Data Analysis and Visualization

The FTIRdataanalysis class provides comprehensive tools for exploratory data analysis, statistical testing, dimensionality reduction, and clustering of preprocessed FTIR spectra.

Overview

After preprocessing your FTIR data with FTIRdataprocessing, use FTIRdataanalysis to:

  • Visualize spectral patterns and trends

  • Perform statistical analysis

  • Reduce dimensionality for visualization

  • Cluster samples based on spectral similarity

  • Prepare data for machine learning

from xpectrass import FTIRdataanalysis

# Initialize with preprocessed data
analysis = FTIRdataanalysis(
    df=processed_df,
    dataset_name="MyDataset",
    label_column="type",
    random_state=42,
    n_jobs=-1
)

Initialization Parameters

FTIRdataanalysis.init()

FTIRdataanalysis(
    df,                      # Preprocessed DataFrame
    dataset_name=None,       # Dataset identifier for plots
    label_column="type",     # Label column name
    sample_id_column="sample_id",  # Sample ID column name
    exclude_columns=None,    # Additional non-spectral columns
    start_wn=None,           # Minimum wavenumber (not yet implemented)
    end_wn=None,             # Maximum wavenumber (not yet implemented)
    drop_region=None,        # Wavenumber region to drop (not yet implemented)
    random_state=None,       # Random seed for reproducibility
    n_jobs=-1                # Parallel processing cores
)

Spectral Visualization

Plot Mean Spectra by Class

Visualize average spectra for each polymer type:

# Plot mean spectra for all classes
analysis.plot_mean_spectra(
    title="Mean Spectra by Type",  # Plot title
    figsize=(16, 12),
    save_plot=False,
    save_path=None
)

Output:

  • Mean spectrum for each class with different colors

  • Optional standard deviation shading

  • Legend showing all polymer types

Plot Overlay of Mean Spectra

Compare mean spectra across classes:

# Overlay all class means
analysis.plot_overlay_spectra(
    title="Mean Spectra overlay",  # Plot title
    figsize=(16, 12),
    save_plot=False,
    save_path=None
)

Plot Spectral Heatmap

Visualize all spectra as a heatmap:

# Create heatmap ordered by class
analysis.plot_heatmap(
    figsize=(16, 12),
    save_plot=False,
    save_path=None
)

Features:

  • Samples as rows, wavenumbers as columns

  • Color intensity represents absorbance

  • Optional hierarchical clustering

  • Class annotations

Plot Coefficient of Variation

Identify variable and stable spectral regions:

# Plot CV by class
analysis.plot_cv(
    title="Spectral Variability by Type",  # Plot title
    figsize=(16, 12),
    save_plot=False,
    save_path=None
)

Interpretation:

  • High CV = high variability (potential noise or real variation)

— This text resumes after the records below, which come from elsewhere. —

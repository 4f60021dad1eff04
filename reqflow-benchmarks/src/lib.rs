// Reqflow Benchmarking Library
//
// Synthetic workloads measuring how much downstream traffic the
// coordination layer saves against a simulated backend

use std::sync::atomic::{AtomicU64, Ordering};
use std::sync::Arc;
use std::time::{Duration, Instant};

use anyhow::Context;
use chrono::Utc;
use futures::future::join_all;
use reqflow_core::{CoordinationConfig, CoordinationContext, MetricsSnapshot};
use serde::{Deserialize, Serialize};
use tracing::info;

/// Which coordinator a scenario drives
#[derive(Debug, Clone, Copy, PartialEq, Eq, Serialize, Deserialize)]
#[serde(rename_all = "snake_case")]
pub enum ScenarioKind {
    /// Many `batch()` calls over a few keys
    BurstSameKey,
    /// Concurrent `deduplicate()` calls over a few hot keys
    HotKeyDedup,
    /// Tasks with mixed priorities through the scheduler
    PriorityMix,
    /// Point lookups through the keyed loader
    PointLookups,
}

#[derive(Debug, Serialize, Deserialize, Clone)]
pub struct ScenarioConfig {
    pub name: String,
    pub kind: ScenarioKind,
    pub requests: u32,
    pub distinct_keys: u32,
    pub backend_latency_ms: u64,
}

#[derive(Debug, Serialize, Deserialize)]
pub struct ScenarioResult {
    pub config: ScenarioConfig,
    /// Calls that reached the simulated backend
    pub downstream_calls: u64,
    pub total_time_ms: f64,
    pub requests_per_second: f64,
    pub metrics: MetricsSnapshot,
    pub timestamp: String,
}

/// Backend that answers every key with `key * 2` after a fixed latency
/// and counts how often it was called.
pub struct SimulatedBackend {
    latency: Duration,
    calls: AtomicU64,
}

impl SimulatedBackend {
    pub fn new(latency: Duration) -> Arc<Self> {
        Arc::new(Self { latency, calls: AtomicU64::new(0) })
    }

    pub async fn fetch_one(&self, key: u64) -> anyhow::Result<u64> {
        self.calls.fetch_add(1, Ordering::Relaxed);
        tokio::time::sleep(self.latency).await;
        Ok(key * 2)
    }

    pub async fn fetch_many(&self, keys: Vec<u64>) -> anyhow::Result<Vec<u64>> {
        self.calls.fetch_add(1, Ordering::Relaxed);
        tokio::time::sleep(self.latency).await;
        Ok(keys.into_iter().map(|key| key * 2).collect())
    }

    pub fn call_count(&self) -> u64 {
        self.calls.load(Ordering::Relaxed)
    }
}

pub struct ScenarioRunner {
    coordination: CoordinationConfig,
}

impl ScenarioRunner {
    pub fn new(coordination: CoordinationConfig) -> Self {
        Self { coordination }
    }

    /// Run a single scenario against a fresh backend and coordination scope
    pub async fn run(&self, config: &ScenarioConfig) -> anyhow::Result<ScenarioResult> {
        if config.distinct_keys == 0 {
            anyhow::bail!("Scenario '{}' needs at least one distinct key", config.name);
        }

        let ctx = CoordinationContext::new(self.coordination.clone());
        let backend = SimulatedBackend::new(Duration::from_millis(config.backend_latency_ms));

        info!(scenario = %config.name, requests = config.requests, "Running scenario");
        let start = Instant::now();

        match config.kind {
            ScenarioKind::BurstSameKey => run_burst(&ctx, &backend, config).await?,
            ScenarioKind::HotKeyDedup => run_hot_keys(&ctx, &backend, config).await?,
            ScenarioKind::PriorityMix => run_priority_mix(&ctx, &backend, config).await?,
            ScenarioKind::PointLookups => run_point_lookups(&ctx, &backend, config).await?,
        }

        let elapsed = start.elapsed();
        let total_time_ms = elapsed.as_secs_f64() * 1000.0;
        let requests_per_second = if elapsed.as_secs_f64() > 0.0 {
            config.requests as f64 / elapsed.as_secs_f64()
        } else {
            0.0
        };

        Ok(ScenarioResult {
            config: config.clone(),
            downstream_calls: backend.call_count(),
            total_time_ms,
            requests_per_second,
            metrics: ctx.snapshot(),
            timestamp: Utc::now().to_rfc3339(),
        })
    }
}

fn key_for(config: &ScenarioConfig, i: u32) -> u64 {
    u64::from(i % config.distinct_keys)
}

/// Every result must equal `expected * 2`
fn check(name: &str, expected: u64, actual: u64) -> anyhow::Result<()> {
    if actual != expected * 2 {
        anyhow::bail!("Scenario '{}' returned {} for input {}", name, actual, expected);
    }
    Ok(())
}

async fn run_burst(
    ctx: &CoordinationContext,
    backend: &Arc<SimulatedBackend>,
    config: &ScenarioConfig,
) -> anyhow::Result<()> {
    let batcher = ctx.batch_coordinator::<String, u64, u64>();

    let handles: Vec<_> = (0..config.requests)
        .map(|i| {
            let key = format!("GET:/items/{}", key_for(config, i));
            let backend = Arc::clone(backend);
            let payload = u64::from(i);
            let handle = batcher.batch(key, payload, move |payloads| async move {
                backend.fetch_many(payloads).await
            });
            (payload, handle)
        })
        .collect();

    for (payload, handle) in handles {
        let value = handle.await.context("Batched request failed")?;
        check(&config.name, payload, value)?;
    }
    Ok(())
}

async fn run_hot_keys(
    ctx: &CoordinationContext,
    backend: &Arc<SimulatedBackend>,
    config: &ScenarioConfig,
) -> anyhow::Result<()> {
    let dedup = ctx.deduplicator::<u64, u64>();

    let futures: Vec<_> = (0..config.requests)
        .map(|i| {
            let key = key_for(config, i);
            let backend = Arc::clone(backend);
            let fut = dedup.deduplicate(key, move || async move { backend.fetch_one(key).await });
            (key, fut)
        })
        .collect();

    for (key, fut) in futures {
        let value = fut.await.context("Deduplicated request failed")?;
        check(&config.name, key, value)?;
    }
    Ok(())
}

async fn run_priority_mix(
    ctx: &CoordinationContext,
    backend: &Arc<SimulatedBackend>,
    config: &ScenarioConfig,
) -> anyhow::Result<()> {
    let scheduler = ctx.scheduler();

    let handles: Vec<_> = (0..config.requests)
        .map(|i| {
            let key = key_for(config, i);
            let backend = Arc::clone(backend);
            let priority = (i % 3) as i32;
            let handle = scheduler
                .enqueue_with_priority(move || async move { backend.fetch_one(key).await }, priority);
            (key, handle)
        })
        .collect();

    for (key, handle) in handles {
        let value = handle.await.context("Scheduled task failed")?;
        check(&config.name, key, value)?;
    }
    Ok(())
}

async fn run_point_lookups(
    ctx: &CoordinationContext,
    backend: &Arc<SimulatedBackend>,
    config: &ScenarioConfig,
) -> anyhow::Result<()> {
    let loader_backend = Arc::clone(backend);
    let loader = ctx.loader(move |keys: Vec<u64>| {
        let backend = Arc::clone(&loader_backend);
        async move { backend.fetch_many(keys).await }
    });

    let keys: Vec<u64> = (0..config.requests).map(|i| key_for(config, i)).collect();
    let values = join_all(keys.iter().map(|&key| loader.load(key)).collect::<Vec<_>>()).await;

    for (key, value) in keys.into_iter().zip(values) {
        let value = value.context("Keyed load failed")?;
        check(&config.name, key, value)?;
    }
    Ok(())
}

/// Get standard scenario configurations
pub fn get_standard_scenarios() -> Vec<ScenarioConfig> {
    vec![
        ScenarioConfig {
            name: "burst_same_key".to_string(),
            kind: ScenarioKind::BurstSameKey,
            requests: 100,
            distinct_keys: 2,
            backend_latency_ms: 20,
        },
        ScenarioConfig {
            name: "hot_key_dedup".to_string(),
            kind: ScenarioKind::HotKeyDedup,
            requests: 100,
            distinct_keys: 5,
            backend_latency_ms: 20,
        },
        ScenarioConfig {
            name: "priority_mix".to_string(),
            kind: ScenarioKind::PriorityMix,
            requests: 30,
            distinct_keys: 30,
            backend_latency_ms: 10,
        },
        ScenarioConfig {
            name: "point_lookups".to_string(),
            kind: ScenarioKind::PointLookups,
            requests: 200,
            distinct_keys: 50,
            backend_latency_ms: 20,
        },
    ]
}

#[cfg(test)]
mod tests {
    use super::*;

    fn scenario(kind: ScenarioKind, requests: u32, distinct_keys: u32) -> ScenarioConfig {
        ScenarioConfig {
            name: "test".to_string(),
            kind,
            requests,
            distinct_keys,
            backend_latency_ms: 10,
        }
    }

    #[test]
    fn test_standard_scenarios() {
        let scenarios = get_standard_scenarios();
        assert_eq!(scenarios.len(), 4);
        assert_eq!(scenarios[0].name, "burst_same_key");
        assert_eq!(scenarios[3].kind, ScenarioKind::PointLookups);
    }

    #[test]
    fn test_kind_serializes_snake_case() {
        let json = serde_json::to_string(&ScenarioKind::HotKeyDedup).unwrap();
        assert_eq!(json, "\"hot_key_dedup\"");
    }

    #[tokio::test(start_paused = true)]
    async fn test_burst_batches_by_size() {
        let runner = ScenarioRunner::new(CoordinationConfig::default());
        let result = runner.run(&scenario(ScenarioKind::BurstSameKey, 20, 1)).await.unwrap();

        assert_eq!(result.downstream_calls, 2);
        assert_eq!(result.metrics.total_requests, 20);
        assert_eq!(result.metrics.requests_saved, 18);
    }

    #[tokio::test(start_paused = true)]
    async fn test_hot_keys_are_deduplicated() {
        let runner = ScenarioRunner::new(CoordinationConfig::default());
        let result = runner.run(&scenario(ScenarioKind::HotKeyDedup, 20, 2)).await.unwrap();

        assert_eq!(result.downstream_calls, 2);
        assert_eq!(result.metrics.deduplicated_requests, 18);
    }

    #[tokio::test(start_paused = true)]
    async fn test_priority_mix_runs_every_task() {
        let runner = ScenarioRunner::new(CoordinationConfig::default());
        let result = runner.run(&scenario(ScenarioKind::PriorityMix, 12, 12)).await.unwrap();

        assert_eq!(result.downstream_calls, 12);
    }

    #[tokio::test(start_paused = true)]
    async fn test_point_lookups_collapse_into_one_call() {
        let runner = ScenarioRunner::new(CoordinationConfig::default());
        let result = runner.run(&scenario(ScenarioKind::PointLookups, 40, 8)).await.unwrap();

        assert_eq!(result.downstream_calls, 1);
        assert_eq!(result.metrics.batched_requests, 8);
    }

    #[tokio::test]
    async fn test_zero_keys_is_rejected() {
        let runner = ScenarioRunner::new(CoordinationConfig::default());
        assert!(runner.run(&scenario(ScenarioKind::HotKeyDedup, 5, 0)).await.is_err());
    }
}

  • Low CV = stable peaks (good for classification)

Statistical Analysis

ANOVA Analysis

Test for significant differences between classes:

# Perform ANOVA at each wavenumber
analysis.perform_anova(
    figsize=(16, 12),
    save_plot=False,
    save_path=None
)

Plot shows:

  • -log10(p-value) across spectrum

  • Significance threshold line

  • Regions where classes differ significantly

Correlation Matrix

Visualize correlations between wavenumbers:

# Plot correlation matrix
analysis.plot_correlation(
    figsize=(16, 12),
    save_plot=False,
    save_path=None
)

Use cases:

  • Identify correlated spectral regions

  • Detect redundancy in features

  • Guide feature selection

Dimensionality Reduction

Principal Component Analysis (PCA)

# Perform PCA
analysis.plot_pca(
    standardize=True,        # Standardize features before PCA
    handle_missing="zero",   # How to handle missing values
    figsize=(16, 12),
    save_plot=False,
    save_path=None
)

Plots generated:

  1. 2D scatter: PC1 vs PC2 colored by class

  2. Explained variance plot: Variance explained by each component

Interpretation:

  • Well-separated clusters = good class discrimination

  • Explained variance indicates information retention

t-SNE (t-Distributed Stochastic Neighbor Embedding)

Non-linear dimensionality reduction for visualization:

# Perform t-SNE
analysis.plot_tsne(
    pca_components=20,       # Number of PCA components for pre-reduction
    standardize=True,        # Standardize features
    handle_missing="zero",   # How to handle missing values
    figsize=(16, 12),
    save_plot=False,
    save_path=None
)

Parameters:

  • perplexity: Higher values focus on global structure

  • Typical range: 5-50

  • Recommended: 30 for most datasets

Best for:

  • Visualizing complex, non-linear patterns

  • Revealing cluster structure

  • Publication-quality figures

UMAP (Uniform Manifold Approximation and Projection)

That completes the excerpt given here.